Jul 31

Eye drops – a medicinal product or a medical device?

Diagnosing an issue
A while ago I translated a user information document on eye drops called X. Since I didn’t want the text to be too repetitive in terms of using the product’s proper name, I asked a project manager what determiner I should use: a product, a drug or perhaps something else? After checking with the client, it turned out that these particular eye drops were… a medical device and under no circumstances should be referred to as a “medicinal product”. I had a closer look at the medicinal product vs. medical device classification and here’s what I found out.

A device – not necessarily electronic
The phrase “medical devices” isn’t only limited to “electronic medical devices”, yet there’re many Polish translations where this phrase is translated literally, suggesting that a product is an “electronic device” when it’s, for example, a hip implant. A more appropriate and a neutral term would be “wyrób”. Medical devices cover a broad range of products, with about 300,000 products currently on the market compared to “just” 4,000 medicinal products. “Medical devices” may include products formulated as tablets, capsules or drops, which, I suppose, can be the most problematic to decipher, as we tend to associate such formulations with “medicinal products” rather than the former.

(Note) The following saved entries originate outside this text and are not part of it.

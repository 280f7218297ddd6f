//! Carrier transports: duplex byte-stream adapters that disguise tunneled
//! SOCKS5 traffic as other protocols between the two endpoints.

pub mod http;
pub mod ssh;
pub mod ws;

use std::io;
use std::net::SocketAddr;
use std::pin::Pin;
use std::sync::Arc;
use std::task::{Context, Poll};

use futures::future::BoxFuture;
use rustls::pki_types::ServerName;
use socket2::{Domain, Socket, Type};
use tokio::io::{AsyncRead, AsyncWrite, ReadBuf};
use tokio::net::{TcpListener, TcpStream};
use tokio_rustls::{TlsAcceptor, TlsConnector};

use crate::auth::UserVerifier;
use crate::config::{ClientConfig, Protocol};
use crate::error::{Error, Result};
use crate::relay::BoxedStream;

/// Cap on the TCP connect to the server.
const DIAL_TIMEOUT: std::time::Duration = std::time::Duration::from_secs(8);

/// Client-side factory for carrier connections.
pub struct CarrierConnector {
    pub protocol: Protocol,
    pub server_addr: String,
    http_path: String,
    ws_path: String,
    credentials: Option<(String, String)>,
    tls: Option<(Arc<rustls::ClientConfig>, ServerName<'static>)>,
}

impl CarrierConnector {
    pub fn from_config(config: &ClientConfig) -> Result<Self> {
        let tls = if config.server.protocol.needs_tls() {
            Some(burrow_protocol::tls::client_config(
                &config.server.address,
                config.tls.ca.as_deref(),
                config.tls.skip_verify,
            )?)
        } else {
            None
        };
        Ok(Self {
            protocol: config.server.protocol,
            server_addr: config.server.address.clone(),
            http_path: config.http.path.clone(),
            ws_path: config.ws.path.clone(),
            credentials: config
                .auth
                .as_ref()
                .map(|c| (c.username.clone(), c.password.clone())),
            tls,
        })
    }

    /// Dials the server over TCP. TLS and the carrier handshake run lazily
    /// on the first read or write of the returned stream.
    pub async fn dial(&self) -> Result<Carrier> {
        let connect = TcpStream::connect(&self.server_addr);
        let tcp = tokio::time::timeout(DIAL_TIMEOUT, connect)
            .await
            .map_err(|_| Error::network(format!("dial server {} timed out", self.server_addr)))?
            .map_err(|e| {
                Error::network(format!("dial server {} failed: {}", self.server_addr, e))
            })?;
        tcp.set_nodelay(true).ok();
        Ok(Carrier::new(CarrierSetup {
            tcp,
            protocol: self.protocol,
            server_addr: self.server_addr.clone(),
            http_path: self.http_path.clone(),
            ws_path: self.ws_path.clone(),
            credentials: self.credentials.clone(),
            tls: self.tls.clone(),
        }))
    }
}

struct CarrierSetup {
    tcp: TcpStream,
    protocol: Protocol,
    server_addr: String,
    http_path: String,
    ws_path: String,
    credentials: Option<(String, String)>,
    tls: Option<(Arc<rustls::ClientConfig>, ServerName<'static>)>,
}

impl CarrierSetup {
    async fn handshake(self) -> io::Result<BoxedStream> {
        let CarrierSetup {
            tcp,
            protocol,
            server_addr,
            http_path,
            ws_path,
            credentials,
            tls,
        } = self;

        let stream: BoxedStream = match tls {
            Some((config, name)) => {
                let connector = TlsConnector::from(config);
                Box::new(connector.connect(name, tcp).await?)
            }
            None => Box::new(tcp),
        };

        match protocol {
            Protocol::Socks => Ok(stream),
            Protocol::Http | Protocol::Https => Ok(Box::new(http::ChunkedStream::client(
                stream,
                &server_addr,
                &http_path,
                credentials.as_ref(),
            ))),
            Protocol::Ws | Protocol::Wss => {
                let ws =
                    ws::client_handshake(stream, &server_addr, &ws_path, credentials.as_ref())
                        .await?;
                Ok(Box::new(ws))
            }
            Protocol::Ssh => {
                let (username, password) = credentials
                    .ok_or_else(|| io::Error::other("ssh carrier requires credentials"))?;
                let tunnel = ssh::connect(stream, &username, &password).await?;
                Ok(Box::new(tunnel))
            }
        }
    }
}

enum CarrierState {
    Idle(Option<CarrierSetup>),
    Handshaking(BoxFuture<'static, io::Result<BoxedStream>>),
    Ready(BoxedStream),
    Failed,
}

/// A carrier connection to the server.
///
/// The TCP connection exists from dial time; the carrier handshake is
/// triggered by the first read or write and driven from `poll_read` /
/// `poll_write` until the inner stream is ready.
pub struct Carrier {
    state: CarrierState,
}

impl Carrier {
    fn new(setup: CarrierSetup) -> Self {
        Self {
            state: CarrierState::Idle(Some(setup)),
        }
    }

    fn poll_stream(&mut self, cx: &mut Context<'_>) -> Poll<io::Result<&mut BoxedStream>> {
        // drive the handshake until the inner stream exists
        loop {
            match &mut self.state {
                CarrierState::Idle(setup) => match setup.take() {
                    Some(setup) => {
                        self.state = CarrierState::Handshaking(Box::pin(setup.handshake()));
                    }
                    None => self.state = CarrierState::Failed,
                },
                CarrierState::Handshaking(handshake) => {
                    match handshake.as_mut().poll(cx) {
                        Poll::Ready(Ok(stream)) => self.state = CarrierState::Ready(stream),
                        Poll::Ready(Err(e)) => {
                            self.state = CarrierState::Failed;
                            return Poll::Ready(Err(e));
                        }
                        Poll::Pending => return Poll::Pending,
                    }
                }
                CarrierState::Ready(_) => break,
                CarrierState::Failed => {
                    return Poll::Ready(Err(io::Error::other("carrier handshake failed")))
                }
            }
        }
        match &mut self.state {
            CarrierState::Ready(stream) => Poll::Ready(Ok(stream)),
            _ => Poll::Ready(Err(io::Error::other("carrier handshake failed"))),
        }
    }
}

impl AsyncRead for Carrier {
    fn poll_read(
        self: Pin<&mut Self>,
        cx: &mut Context<'_>,
        buf: &mut ReadBuf<'_>,
    ) -> Poll<io::Result<()>> {
        let this = self.get_mut();
        match this.poll_stream(cx) {
            Poll::Ready(Ok(stream)) => Pin::new(stream).poll_read(cx, buf),
            Poll::Ready(Err(e)) => Poll::Ready(Err(e)),
            Poll::Pending => Poll::Pending,
        }
    }
}

impl AsyncWrite for Carrier {
    fn poll_write(
        self: Pin<&mut Self>,
        cx: &mut Context<'_>,
        buf: &[u8],
    ) -> Poll<io::Result<usize>> {
        let this = self.get_mut();
        match this.poll_stream(cx) {
            Poll::Ready(Ok(stream)) => Pin::new(stream).poll_write(cx, buf),
            Poll::Ready(Err(e)) => Poll::Ready(Err(e)),
            Poll::Pending => Poll::Pending,
        }
    }

    fn poll_flush(self: Pin<&mut Self>, cx: &mut Context<'_>) -> Poll<io::Result<()>> {
        let this = self.get_mut();
        match this.poll_stream(cx) {
            Poll::Ready(Ok(stream)) => Pin::new(stream).poll_flush(cx),
            Poll::Ready(Err(e)) => Poll::Ready(Err(e)),
            Poll::Pending => Poll::Pending,
        }
    }

    fn poll_shutdown(self: Pin<&mut Self>, cx: &mut Context<'_>) -> Poll<io::Result<()>> {
        let this = self.get_mut();
        match &mut this.state {
            // nothing was ever sent; shutting down is trivially done
            CarrierState::Idle(_) | CarrierState::Failed => Poll::Ready(Ok(())),
            _ => match this.poll_stream(cx) {
                Poll::Ready(Ok(stream)) => Pin::new(stream).poll_shutdown(cx),
                Poll::Ready(Err(e)) => Poll::Ready(Err(e)),
                Poll::Pending => Poll::Pending,
            },
        }
    }
}

/// Server-side carrier termination.
pub struct CarrierAcceptor {
    pub protocol: Protocol,
    pub http_path: String,
    pub ws_path: String,
    pub verifier: Option<UserVerifier>,
    pub tls: Option<TlsAcceptor>,
    pub ssh: Option<ssh::SshServerContext>,
}

impl CarrierAcceptor {
    /// Strips the carrier from an accepted connection, exposing the inner
    /// SOCKS5 byte stream.
    pub async fn strip(&self, tcp: TcpStream) -> Result<BoxedStream> {
        let stream: BoxedStream = match &self.tls {
            Some(acceptor) => Box::new(
                acceptor
                    .accept(tcp)
                    .await
                    .map_err(|e| Error::carrier(format!("TLS accept failed: {}", e)))?,
            ),
            None => Box::new(tcp),
        };

        match self.protocol {
            Protocol::Socks => Ok(stream),
            Protocol::Http | Protocol::Https => Ok(Box::new(
                http::ChunkedStream::accept(stream, &self.http_path, self.verifier.as_ref())
                    .await?,
            )),
            Protocol::Ws | Protocol::Wss => Ok(Box::new(
                ws::server_handshake(stream, &self.ws_path, self.verifier.as_ref()).await?,
            )),
            Protocol::Ssh => {
                let ctx = self
                    .ssh
                    .as_ref()
                    .ok_or_else(|| Error::config("ssh server context missing"))?;
                ssh::strip(stream, ctx, self.verifier.clone()).await
            }
        }
    }
}

/// Serves buffered bytes before reading from the wrapped stream.
pub(crate) struct PrefixedStream {
    prefix: Vec<u8>,
    pos: usize,
    inner: BoxedStream,
}

impl PrefixedStream {
    pub(crate) fn new(prefix: Vec<u8>, inner: BoxedStream) -> Self {
        Self {
            prefix,
            pos: 0,
            inner,
        }
    }
}

impl AsyncRead for PrefixedStream {
    fn poll_read(
        self: Pin<&mut Self>,
        cx: &mut Context<'_>,
        buf: &mut ReadBuf<'_>,
    ) -> Poll<io::Result<()>> {
        let this = self.get_mut();
        if this.pos < this.prefix.len() {
            let n = (this.prefix.len() - this.pos).min(buf.remaining());
            buf.put_slice(&this.prefix[this.pos..this.pos + n]);
            this.pos += n;
            if this.pos == this.prefix.len() {
                this.prefix = Vec::new();
            }
            return Poll::Ready(Ok(()));
        }
        Pin::new(&mut this.inner).poll_read(cx, buf)
    }
}

impl AsyncWrite for PrefixedStream {
    fn poll_write(
        self: Pin<&mut Self>,
        cx: &mut Context<'_>,
        buf: &[u8],
    ) -> Poll<io::Result<usize>> {
        Pin::new(&mut self.get_mut().inner).poll_write(cx, buf)
    }

    fn poll_flush(self: Pin<&mut Self>, cx: &mut Context<'_>) -> Poll<io::Result<()>> {
        Pin::new(&mut self.get_mut().inner).poll_flush(cx)
    }

    fn poll_shutdown(self: Pin<&mut Self>, cx: &mut Context<'_>) -> Poll<io::Result<()>> {
        Pin::new(&mut self.get_mut().inner).poll_shutdown(cx)
    }
}

/// Binds a listener with `SO_REUSEADDR`, ready for the accept loop.
pub fn listen(addr: &str) -> Result<TcpListener> {
    let addr: SocketAddr = addr
        .parse()
        .map_err(|_| Error::config(format!("invalid listen address {:?}", addr)))?;
    let socket = Socket::new(
        Domain::for_address(addr),
        Type::STREAM,
        Some(socket2::Protocol::TCP),
    )?;
    socket.set_reuse_address(true)?;
    socket.set_nonblocking(true)?;
    socket.bind(&addr.into())?;
    socket.listen(1024)?;
    Ok(TcpListener::from_std(socket.into())?)
}

#[cfg(test)]
mod tests {
    use super::*;

    use tokio::io::{AsyncReadExt, AsyncWriteExt};

    use crate::config::{
        ClientConfig as Conf, ClientTlsOptions, Credentials, HttpOptions, ServerEndpoint,
        WsOptions,
    };

    fn connector_for(protocol: Protocol, address: String) -> CarrierConnector {
        CarrierConnector::from_config(&Conf {
            listen: "127.0.0.1:0".to_string(),
            server: ServerEndpoint { protocol, address },
            http: HttpOptions {
                path: "/t".to_string(),
            },
            ws: WsOptions::default(),
            tls: ClientTlsOptions::default(),
            auth: Some(Credentials {
                username: "u".to_string(),
                password: "p".to_string(),
            }),
            users: None,
            rules: None,
        })
        .unwrap()
    }

    #[tokio::test]
    async fn carrier_handshake_waits_for_first_use() {
        let listener = TcpListener::bind("127.0.0.1:0").await.unwrap();
        let addr = listener.local_addr().unwrap().to_string();
        let connector = connector_for(Protocol::Http, addr);

        let mut carrier = connector.dial().await.unwrap();
        let (mut server_side, _) = listener.accept().await.unwrap();

        // dialing alone sends nothing; the POST head waits for a write
        let mut probe = [0u8; 64];
        let quiet = tokio::time::timeout(
            std::time::Duration::from_millis(100),
            server_side.read(&mut probe),
        )
        .await;
        assert!(quiet.is_err(), "no bytes may flow before first use");

        carrier.write_all(b"x").await.unwrap();
        let n = server_side.read(&mut probe).await.unwrap();
        let text = String::from_utf8_lossy(&probe[..n]).to_string();
        assert!(text.starts_with("POST /t HTTP/1.1\r\n"), "got {:?}", text);
        assert!(text.contains("Transfer-Encoding: chunked\r\n"));
        assert!(text.contains("Authorization: Basic "));
    }

    #[tokio::test]
    async fn failed_handshake_poisons_the_carrier() {
        let listener = TcpListener::bind("127.0.0.1:0").await.unwrap();
        let addr = listener.local_addr().unwrap().to_string();
        let connector = connector_for(Protocol::Ws, addr);

        let mut carrier = connector.dial().await.unwrap();
        let (mut server_side, _) = listener.accept().await.unwrap();
        tokio::spawn(async move {
            let mut probe = [0u8; 1024];
            let _ = server_side.read(&mut probe).await;
            let _ = server_side
                .write_all(b"HTTP/1.1 404 Not Found\r\nContent-Length: 0\r\n\r\n")
                .await;
        });

        assert!(carrier.write_all(b"x").await.is_err());
        // subsequent uses keep failing instead of retrying
        assert!(carrier.write_all(b"y").await.is_err());
    }

    #[tokio::test]
    async fn prefixed_stream_serves_the_prefix_first() {
        let (inner, other) = tokio::io::duplex(64);
        let mut stream = PrefixedStream::new(b"pre".to_vec(), Box::new(inner));

        let mut got = [0u8; 3];
        stream.read_exact(&mut got).await.unwrap();
        assert_eq!(&got, b"pre");

        let (mut peer_read, mut peer_write) = tokio::io::split(other);
        peer_write.write_all(b"rest").await.unwrap();
        let mut rest = [0u8; 4];
        stream.read_exact(&mut rest).await.unwrap();
        assert_eq!(&rest, b"rest");

        stream.write_all(b"out").await.unwrap();
        let mut out = [0u8; 3];
        peer_read.read_exact(&mut out).await.unwrap();
        assert_eq!(&out, b"out");
    }

    #[tokio::test]
    async fn listen_rejects_bad_addresses() {
        assert!(listen("localhost:1080").is_err());
        assert!(listen("127.0.0.1:0").is_ok());
    }
}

In the European Union a “medicinal product” is defined as follows:
“(a) Any substance or combination of substances presented as having properties for treating or preventing a disease in human beings; or
(b) Any substance or combination of substances which may be used in or administered to human beings either with a view to restoring, correcting or modifying physiological functions by exerting a pharmacological, immunological or metabolic action, or to making a medical diagnosis.’”

The definition of a “medical device” states:
“A “medical device” means any instrument, apparatus, appliance, software, material or other article, whether used alone or in combination, together with any accessories, including the software intended by its manufacturer to be used specifically for diagnostic and/or therapeutic purposes and necessary for its proper application, intended by the manufacturer to be used for human beings for the purpose of:
diagnosis, prevention, monitoring, treatment or alleviation of disease,
— diagnosis, monitoring, treatment, alleviation of or compensation for an injury or handicap,
— investigation, replacement or modification of the anatomy or of a physiological process,
— control of conception,
and which does not achieve its principal intended action in or on the human body by pharmacological, immunological or metabolic means, but which may be assisted in its function by such means;(…)”

Similarities and differences
As you can see, the similarities between the two terms pertain to their purpose which is to treat, prevent or diagnose a disease. Medical devices also have an additional role of alleviating a medical condition.
The fundamental difference between medicinal products and medical devices lies in their mode of action. Medicinal products’ mode of action is pharmacological, immunological or metabolic, while medical devices work through non-pharmacological, non-immunological and non-metabolic mechanisms and their function is achieved by physical means.

A medicinal product or a medical device? Guess!
Here’s a list of some products. Can you try and guess whether they’re a MP or a MD?
Artificial tears
Cardiovascular Stent
Implanted Urinary Continence Device
Pregnancy test
Surgical gloves
Vaniqa 11.5% cream
Alcohol and artificial tears can be classified both as a medicinal product or a medical device, Vaniqa is a medicinal product and the remaining products are classified as medical devices. It is always best to ask when translating.

More on differences
The differences between medical devices and medicinal products go much further. MPs are evaluated for safety and efficacy in randomised clinical trials, while the process for MDs seems to be less stringent, with clinical investigations required for devices of the highest risk, for example implants.
Medicinal products are approved by a competent authority which grants a marketing authorisation after a review of the documentation submitted by the applicant (most often a pharmaceutical company). With medical devices, it’s the manufacturer who’s responsible for assessing the risk.
Medicinal products can only be prescribed or dispensed by a licensed doctor or a pharmacist. With medical devices, this requirement is non-existent. Doctors must determine themselves if they are qualified enough to implant a cardiovascular stent, and it’s safe to assume that a GP would not undertake this procedure.
Another difference between these two classes is in the monitoring of their safety after launching them on the market. While for MPs there is the pharmacovigilance system is place, for MDs there’s very little or no post-marketing data.

To sum this up, medical devices and medicinal products differ in the following respects: MDs are a much diverse group of products, while MPs are more innovative. MDs are generally more durable than MPs. The main difference between them is in their mode of action. Medicinal products are heavily regulated and assessed in clinical trials and for medical devices there isn’t one regulatory body.